The Open Source Identity Crisis - dorkitude
http://modelviewculture.com/pieces/the-open-source-identity-crisis
======
alexqgb
In pointing out that "merit" can be freely defined, this piece shows that
meritocracies are, in fact, arbitrary. If there's a key line, it seems to be
this one:

"This is about who these people believe open source is for, and by extension,
their own self-identity. Indeed, when people are challenged to explain
themselves, you get nonsense and cognitive dissonance. People are being openly
hypocritical, with no apparent awareness. The closer they get to confronting
the truth, the more likely they are to break down in anger and confusion."

What's worth noting is that this pattern - of a previously secure group
finding itself set upon by "outsiders" wanting in - is repeated in many
spheres.
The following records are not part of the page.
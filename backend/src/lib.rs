//! Hotel catalogue backend: domain, HTTP adapter and storage adapters.

pub mod doc;
pub mod domain;
pub mod inbound;
pub mod middleware;
pub mod outbound;

/// Public OpenAPI surface used by Swagger UI and tooling.
pub use doc::ApiDoc;
pub use domain::TraceId;
pub use middleware::Trace;
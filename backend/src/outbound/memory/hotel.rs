//! In-memory [`HotelRepository`].

use std::collections::HashMap;
use std::sync::{Arc, PoisonError, RwLock};

use async_trait::async_trait;
use uuid::Uuid;

use crate::domain::ports::{HotelRepository, HotelRepositoryError};
use crate::domain::{Hotel, HotelDraft, HotelId};

/// Cloneable handle; clones share the same map.
#[derive(Debug, Clone, Default)]
pub struct InMemoryHotelRepository {
    hotels: Arc<RwLock<HashMap<HotelId, Hotel>>>,
}

fn poisoned<T>(_: PoisonError<T>) -> HotelRepositoryError {
    HotelRepositoryError::query("hotel store lock poisoned")
}

impl InMemoryHotelRepository {
    pub fn new() -> Self {
        Self::default()
    }

    /// Hotels matching `keep`, ordered by name then id.
    fn select(&self, keep: impl Fn(&Hotel) -> bool) -> Result<Vec<Hotel>, HotelRepositoryError> {
        let guard = self.hotels.read().map_err(poisoned)?;
        let mut selected: Vec<Hotel> = guard.values().filter(|&hotel| keep(hotel)).cloned().collect();
        selected.sort_by(|a, b| {
            a.name()
                .cmp(b.name())
                .then_with(|| a.id().as_str().cmp(b.id().as_str()))
        });
        Ok(selected)
    }
}

#[async_trait]
impl HotelRepository for InMemoryHotelRepository {
    async fn list(&self) -> Result<Vec<Hotel>, HotelRepositoryError> {
        self.select(|_| true)
    }

    async fn find_by_id(&self, id: &HotelId) -> Result<Option<Hotel>, HotelRepositoryError> {
        let guard = self.hotels.read().map_err(poisoned)?;
        Ok(guard.get(id).cloned())
    }

    async fn insert(&self, draft: &HotelDraft) -> Result<Hotel, HotelRepositoryError> {
        let hotel = draft
            .clone()
            .with_id(HotelId::new(Uuid::new_v4().to_string()));
        let mut guard = self.hotels.write().map_err(poisoned)?;
        guard.insert(hotel.id().clone(), hotel.clone());
        Ok(hotel)
    }

    async fn replace(
        &self,
        id: &HotelId,
        draft: &HotelDraft,
    ) -> Result<Option<Hotel>, HotelRepositoryError> {
        let mut guard = self.hotels.write().map_err(poisoned)?;
        Ok(guard.get_mut(id).map(|slot| {
            *slot = draft.clone().with_id(id.clone());
            slot.clone()
        }))
    }

    async fn delete(&self, id: &HotelId) -> Result<bool, HotelRepositoryError> {
        let mut guard = self.hotels.write().map_err(poisoned)?;
        Ok(guard.remove(id).is_some())
    }

    async fn rating_equal_to(&self, rating: f64) -> Result<Vec<Hotel>, HotelRepositoryError> {
        self.select(|h| h.rating() == rating)
    }

    async fn rating_above(&self, rating: f64) -> Result<Vec<Hotel>, HotelRepositoryError> {
        self.select(|h| h.rating() > rating)
    }

    async fn rating_below(&self, rating: f64) -> Result<Vec<Hotel>, HotelRepositoryError> {
        self.select(|h| h.rating() < rating)
    }

    async fn price_equal_to(&self, price: i32) -> Result<Vec<Hotel>, HotelRepositoryError> {
        self.select(|h| h.price_per_night() == price)
    }

    async fn price_above(&self, price: i32) -> Result<Vec<Hotel>, HotelRepositoryError> {
        self.select(|h| h.price_per_night() > price)
    }

    async fn price_below(&self, price: i32) -> Result<Vec<Hotel>, HotelRepositoryError> {
        self.select(|h| h.price_per_night() < price)
    }

    async fn find_by_name(&self, name: &str) -> Result<Option<Hotel>, HotelRepositoryError> {
        Ok(self.select(|h| h.name() == name)?.into_iter().next())
    }

    async fn location_contains(
        &self,
        fragment: &str,
    ) -> Result<Vec<Hotel>, HotelRepositoryError> {
        let needle = fragment.to_lowercase();
        self.select(|h| h.location().to_lowercase().contains(&needle))
    }

    async fn stars_at_least(&self, stars: i32) -> Result<Vec<Hotel>, HotelRepositoryError> {
        self.select(|h| h.stars() >= stars)
    }
}
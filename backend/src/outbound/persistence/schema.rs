//! Diesel table definitions for the PostgreSQL schema.
//!
//! Keep in step with `backend/migrations`.

diesel::table! {
    /// Hotel catalogue.
    hotels (id) {
        /// Store-assigned identifier (UUID v4 text).
        id -> Varchar,
        name -> Varchar,
        rating -> Float8,
        location -> Varchar,
        price_per_night -> Int4,
        stars -> Int4,
    }
}

diesel::table! {
    /// Accounts allowed to call protected routes.
    users (username) {
        username -> Varchar,
        /// `<salt-hex>$<digest-hex>` salted SHA-256.
        password_hash -> Varchar,
    }
}

diesel::allow_tables_to_appear_in_same_query!(hotels, users);
//! Process-local adapters used when no database is configured.
//!
//! Records live in `RwLock`-guarded maps and vanish on restart. Locks are
//! never held across an `.await`.

mod hotel;
mod user;

pub use hotel::InMemoryHotelRepository;
pub use user::InMemoryUserRepository;
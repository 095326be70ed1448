//! Test helpers for inbound HTTP components.

use std::sync::Arc;

use actix_session::{SessionMiddleware, storage::CookieSessionStore};
use actix_web::cookie::Key;
use base64::Engine as _;
use base64::engine::general_purpose::STANDARD;

use crate::domain::CredentialLoginService;
use crate::inbound::http::state::{HttpState, HttpStatePorts};
use crate::outbound::memory::{InMemoryHotelRepository, InMemoryUserRepository};

pub const TEST_USERNAME: &str = "admin";
pub const TEST_PASSWORD: &str = "secret";

/// Session middleware with a fresh key and the `Secure` flag off.
pub fn test_session_middleware() -> SessionMiddleware<CookieSessionStore> {
    SessionMiddleware::builder(CookieSessionStore::default(), Key::generate())
        .cookie_name("session".to_owned())
        .cookie_secure(false)
        .build()
}

/// In-memory state with one registered user, plus the hotel store for seeding.
pub async fn memory_state() -> (HttpState, Arc<InMemoryHotelRepository>) {
    let hotels = Arc::new(InMemoryHotelRepository::new());
    let login = CredentialLoginService::new(Arc::new(InMemoryUserRepository::new()));
    login
        .register(TEST_USERNAME, TEST_PASSWORD)
        .await
        .expect("register test user");
    let state = HttpState::new(HttpStatePorts {
        hotels: hotels.clone(),
        login: Arc::new(login),
    });
    (state, hotels)
}

/// `Authorization` header value for the test user.
pub fn basic_auth() -> String {
    basic_auth_for(TEST_USERNAME, TEST_PASSWORD)
}

pub fn basic_auth_for(username: &str, password: &str) -> String {
    format!("Basic {}", STANDARD.encode(format!("{username}:{password}")))
}
//! Hotel domain: entities, errors, ports and services.
//!
//! Nothing here depends on HTTP or a particular store. Inbound adapters call
//! the services; outbound adapters implement the ports.

pub mod auth;
pub mod booking;
mod booking_service;
mod credential_login;
pub mod error;
pub mod hotel;
mod hotel_service;
pub mod ports;
pub mod trace_id;
pub mod user;

pub use self::auth::{LoginCredentials, LoginValidationError, MalformedPasswordHash, PasswordHash};
pub use self::booking::{BookingConfirmation, BookingRequest};
pub use self::booking_service::BookingService;
pub use self::credential_login::CredentialLoginService;
pub use self::error::{Error, ErrorKind};
pub use self::hotel::{Hotel, HotelDraft, HotelId};
pub use self::hotel_service::{HotelService, STARS_RANGE};
pub use self::trace_id::{TRACE_ID_HEADER, TraceId};
pub use self::user::User;
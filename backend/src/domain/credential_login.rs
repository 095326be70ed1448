//! Credential-checking implementation of the [`LoginService`] port.

use std::sync::Arc;

use async_trait::async_trait;
use tracing::warn;

use crate::domain::ports::{LoginService, UserRepository, UserRepositoryError};
use crate::domain::{Error, LoginCredentials, PasswordHash, User};

/// Authenticates against a [`UserRepository`] injected at construction.
#[derive(Clone)]
pub struct CredentialLoginService {
    users: Arc<dyn UserRepository>,
}

fn map_user_error(error: UserRepositoryError) -> Error {
    match error {
        UserRepositoryError::Connection { message } => Error::database_connection(message),
        UserRepositoryError::Query { message } => {
            Error::internal(format!("user repository error: {message}"))
        }
    }
}

impl CredentialLoginService {
    pub fn new(users: Arc<dyn UserRepository>) -> Self {
        Self { users }
    }

    /// Hash `password` and store it for `username`, replacing any previous
    /// password.
    pub async fn register(&self, username: &str, password: &str) -> Result<User, Error> {
        let credentials = LoginCredentials::try_from_parts(username, password)
            .map_err(|err| Error::invalid_parameter_format(err.to_string()))?;
        let user = User::new(credentials.username(), PasswordHash::derive(password));
        self.users.upsert(&user).await.map_err(map_user_error)?;
        Ok(user)
    }
}

#[async_trait]
impl LoginService for CredentialLoginService {
    async fn authenticate(&self, credentials: &LoginCredentials) -> Result<User, Error> {
        let user = self
            .users
            .find_by_username(credentials.username())
            .await
            .map_err(map_user_error)?
            .ok_or_else(|| {
                warn!(username = credentials.username(), "login for unknown user");
                Error::unknown_user(credentials.username())
            })?;

        if !user.password_hash().verify(credentials.password()) {
            warn!(username = credentials.username(), "password mismatch");
            return Err(Error::unauthorized("El usuario y contraseña no coinciden"));
        }
        Ok(user)
    }
}
//! Booking confirmation handler.
//!
//! ```text
//! POST /hoteles/reservas {"hotelId":"...","nombreCliente":"Ana","fechaEntrada":"2026-05-01","noches":2}
//! ```

use actix_web::http::header::ContentType;
use actix_web::{HttpResponse, post, web};

use crate::domain::BookingRequest;
use crate::inbound::http::ApiResult;
use crate::inbound::http::error::ErrorResponse;
use crate::inbound::http::hotels_dto::BookingRequestBody;
use crate::inbound::http::state::HttpState;

/// Validate a booking and answer with a plain-text confirmation.
///
/// Nothing is stored.
#[utoipa::path(
    post,
    path = "/hoteles/reservas",
    request_body = BookingRequestBody,
    responses(
        (status = 201, description = "Booking confirmed", body = String, content_type = "text/plain"),
        (status = 400, description = "hotelId missing or nights not positive", body = ErrorResponse),
        (status = 401, description = "Unauthorised", body = ErrorResponse),
        (status = 404, description = "Hotel not found", body = ErrorResponse)
    ),
    tags = ["reservas"],
    operation_id = "createBooking"
)]
#[post("/reservas")]
pub async fn create_booking(
    state: web::Data<HttpState>,
    payload: web::Json<BookingRequestBody>,
) -> ApiResult<HttpResponse> {
    let request = BookingRequest::from(payload.into_inner());
    let confirmation = state.bookings.confirm(&request).await?;
    Ok(HttpResponse::Created()
        .content_type(ContentType::plaintext())
        .body(confirmation.message()))
}
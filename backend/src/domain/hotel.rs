//! Hotel aggregate and its write-side draft.
//!
//! A [`Hotel`] is what the store hands back: it always carries the id the
//! store assigned. A [`HotelDraft`] is the caller-supplied field set used for
//! both creation and full overwrite on update.

use std::fmt;

use super::Error;

/// Opaque store-assigned hotel identifier.
///
/// No format is imposed; the id is whatever the store generated and is only
/// ever compared for equality.
#[derive(Debug, Clone, PartialEq, Eq, Hash)]
pub struct HotelId(String);

impl HotelId {
    /// Wrap a raw identifier.
    pub fn new(id: impl Into<String>) -> Self {
        Self(id.into())
    }

    /// Borrow the raw identifier.
    pub fn as_str(&self) -> &str {
        self.0.as_str()
    }
}

impl AsRef<str> for HotelId {
    fn as_ref(&self) -> &str {
        self.as_str()
    }
}

impl fmt::Display for HotelId {
    fn fmt(&self, f: &mut fmt::Formatter<'_>) -> fmt::Result {
        f.write_str(self.as_str())
    }
}

impl From<HotelId> for String {
    fn from(value: HotelId) -> Self {
        value.0
    }
}

/// Validated hotel fields without an identifier.
///
/// ## Invariants
/// - `name` is non-empty once trimmed. It is stored as supplied.
///
/// Rating, price and stars are unconstrained here; the only
/// range check on stars lives in the minimum-stars filter.
#[derive(Debug, Clone, PartialEq)]
pub struct HotelDraft {
    name: String,
    rating: f64,
    location: String,
    price_per_night: i32,
    stars: i32,
}

impl HotelDraft {
    /// Validate and build a draft.
    ///
    /// # Errors
    /// Returns a `MissingRequiredParameter` error naming `nombre` when the
    /// name is blank.
    ///
    /// # Examples
    /// ```
    /// use hotel_backend::domain::HotelDraft;
    ///
    /// let draft = HotelDraft::new("Plaza", 4.5, "Madrid", 120, 4).unwrap();
    /// assert_eq!(draft.name(), "Plaza");
    /// assert!(HotelDraft::new("  ", 4.5, "Madrid", 120, 4).is_err());
    /// ```
    pub fn new(
        name: impl Into<String>,
        rating: f64,
        location: impl Into<String>,
        price_per_night: i32,
        stars: i32,
    ) -> Result<Self, Error> {
        let name = name.into();
        if name.trim().is_empty() {
            return Err(Error::missing_parameter("nombre"));
        }
        Ok(Self {
            name,
            rating,
            location: location.into(),
            price_per_night,
            stars,
        })
    }

    pub fn name(&self) -> &str {
        self.name.as_str()
    }

    pub fn rating(&self) -> f64 {
        self.rating
    }

    pub fn location(&self) -> &str {
        self.location.as_str()
    }

    pub fn price_per_night(&self) -> i32 {
        self.price_per_night
    }

    pub fn stars(&self) -> i32 {
        self.stars
    }

    /// Attach a store-assigned identifier.
    pub fn with_id(self, id: HotelId) -> Hotel {
        Hotel { id, draft: self }
    }
}

/// Persisted hotel record.
#[derive(Debug, Clone, PartialEq)]
pub struct Hotel {
    id: HotelId,
    draft: HotelDraft,
}

impl Hotel {
    pub fn id(&self) -> &HotelId {
        &self.id
    }

    pub fn name(&self) -> &str {
        self.draft.name()
    }

    pub fn rating(&self) -> f64 {
        self.draft.rating()
    }

    pub fn location(&self) -> &str {
        self.draft.location()
    }

    pub fn price_per_night(&self) -> i32 {
        self.draft.price_per_night()
    }

    pub fn stars(&self) -> i32 {
        self.draft.stars()
    }

    /// Split into identifier and fields.
    pub fn into_parts(self) -> (HotelId, HotelDraft) {
        (self.id, self.draft)
    }
}
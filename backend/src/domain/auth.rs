//! Authentication primitives: caller credentials and stored password digests.

use std::fmt;

use rand::RngCore;
use sha2::{Digest, Sha256};
use subtle::ConstantTimeEq;
use zeroize::Zeroizing;

const SALT_LEN: usize = 16;

/// Reasons raw credential input is rejected before any lookup.
#[derive(Debug, Clone, PartialEq, Eq)]
pub enum LoginValidationError {
    /// Username was missing or blank once trimmed.
    EmptyUsername,
    /// Password was blank.
    EmptyPassword,
}

impl fmt::Display for LoginValidationError {
    fn fmt(&self, f: &mut fmt::Formatter<'_>) -> fmt::Result {
        match self {
            Self::EmptyUsername => write!(f, "username must not be empty"),
            Self::EmptyPassword => write!(f, "password must not be empty"),
        }
    }
}

impl std::error::Error for LoginValidationError {}

/// Credentials presented by a caller, via Basic auth or the login form.
///
/// ## Invariants
/// - `username` is trimmed and non-empty.
/// - `password` is non-empty and kept exactly as supplied. It is zeroed on
///   drop.
///
/// # Examples
/// ```
/// use hotel_backend::domain::LoginCredentials;
///
/// let creds = LoginCredentials::try_from_parts(" recepcion ", "clave").unwrap();
/// assert_eq!(creds.username(), "recepcion");
/// ```
#[derive(Debug, Clone, PartialEq, Eq)]
pub struct LoginCredentials {
    username: String,
    password: Zeroizing<String>,
}

impl LoginCredentials {
    /// Validate raw username and password input.
    pub fn try_from_parts(username: &str, password: &str) -> Result<Self, LoginValidationError> {
        let username = username.trim();
        if username.is_empty() {
            return Err(LoginValidationError::EmptyUsername);
        }
        if password.is_empty() {
            return Err(LoginValidationError::EmptyPassword);
        }
        Ok(Self {
            username: username.to_owned(),
            password: Zeroizing::new(password.to_owned()),
        })
    }

    pub fn username(&self) -> &str {
        self.username.as_str()
    }

    pub fn password(&self) -> &str {
        self.password.as_str()
    }
}

/// Error raised when a stored digest string is not `<salt-hex>$<digest-hex>`.
#[derive(Debug, Clone, PartialEq, Eq, thiserror::Error)]
#[error("malformed password hash")]
pub struct MalformedPasswordHash;

/// Salted SHA-256 password digest in the storage format
/// `<salt-hex>$<digest-hex>`.
///
/// # Examples
/// ```
/// use hotel_backend::domain::PasswordHash;
///
/// let hash = PasswordHash::derive("s3creta");
/// assert!(hash.verify("s3creta"));
/// assert!(!hash.verify("otra"));
///
/// let stored = hash.to_string();
/// let parsed: PasswordHash = stored.parse().unwrap();
/// assert!(parsed.verify("s3creta"));
/// ```
#[derive(Debug, Clone, PartialEq, Eq)]
pub struct PasswordHash {
    salt: [u8; SALT_LEN],
    digest: [u8; 32],
}

impl PasswordHash {
    /// Hash `password` under a fresh random salt.
    pub fn derive(password: &str) -> Self {
        let mut salt = [0_u8; SALT_LEN];
        rand::thread_rng().fill_bytes(&mut salt);
        Self::with_salt(salt, password)
    }

    fn with_salt(salt: [u8; SALT_LEN], password: &str) -> Self {
        Self {
            salt,
            digest: digest(&salt, password),
        }
    }

    /// Constant-time comparison of `password` against the stored digest.
    pub fn verify(&self, password: &str) -> bool {
        let candidate = Zeroizing::new(digest(&self.salt, password));
        bool::from(candidate.ct_eq(&self.digest))
    }
}

fn digest(salt: &[u8], password: &str) -> [u8; 32] {
    let mut hasher = Sha256::new();
    hasher.update(salt);
    hasher.update(password.as_bytes());
    hasher.finalize().into()
}

impl fmt::Display for PasswordHash {
    fn fmt(&self, f: &mut fmt::Formatter<'_>) -> fmt::Result {
        write!(f, "{}${}", hex::encode(self.salt), hex::encode(self.digest))
    }
}

impl std::str::FromStr for PasswordHash {
    type Err = MalformedPasswordHash;

    fn from_str(s: &str) -> Result<Self, Self::Err> {
        let (salt_hex, digest_hex) = s.split_once('$').ok_or(MalformedPasswordHash)?;
        let mut salt = [0_u8; SALT_LEN];
        let mut digest = [0_u8; 32];
        hex::decode_to_slice(salt_hex, &mut salt).map_err(|_| MalformedPasswordHash)?;
        hex::decode_to_slice(digest_hex, &mut digest).map_err(|_| MalformedPasswordHash)?;
        Ok(Self { salt, digest })
    }
}
//! HTTP inbound adapter exposing the hotel REST API.

pub mod auth;
pub mod bookings;
pub mod error;
pub mod extractors;
pub mod health;
pub mod hotels;
pub mod hotels_dto;
pub mod login;
pub mod session;
pub mod session_config;
pub mod state;
#[cfg(test)]
pub mod test_utils;

use actix_web::web;

pub use error::ApiResult;

/// Register every API route and the extractor error handlers.
///
/// Health probes are mounted separately by the server because their state
/// lives outside [`state::HttpState`].
pub fn configure(cfg: &mut web::ServiceConfig) {
    cfg.configure(extractors::configure)
        .configure(hotels::configure)
        .service(login::login)
        .service(login::logout);
}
Typically, the combination of limited self-awareness, egregious
hypocrisy, and a flood of blinding, reflexive anger does not work out well for
the group of people who display it.

At the same time, dis-empowering gatekeepers who behave like this tends to be
a major boon for the fields they previously dominated without challenge.

------
dang
The HN software originally killed this article because the submitting account
had been flagged for posting HN-inappropriate articles in the past (e.g.
[https://news.ycombinator.com/item?id=7847688](https://news.ycombinator.com/item?id=7847688)
and
[https://news.ycombinator.com/item?id=6535840](https://news.ycombinator.com/item?id=6535840)).

This had nothing to do either with the present post or with the site, which is
not banned:
[https://hn.algolia.com/?q=modelviewculture#!/story/sort_by_d...](https://hn.algolia.com/?q=modelviewculture#!/story/sort_by_date/0/modelviewculture).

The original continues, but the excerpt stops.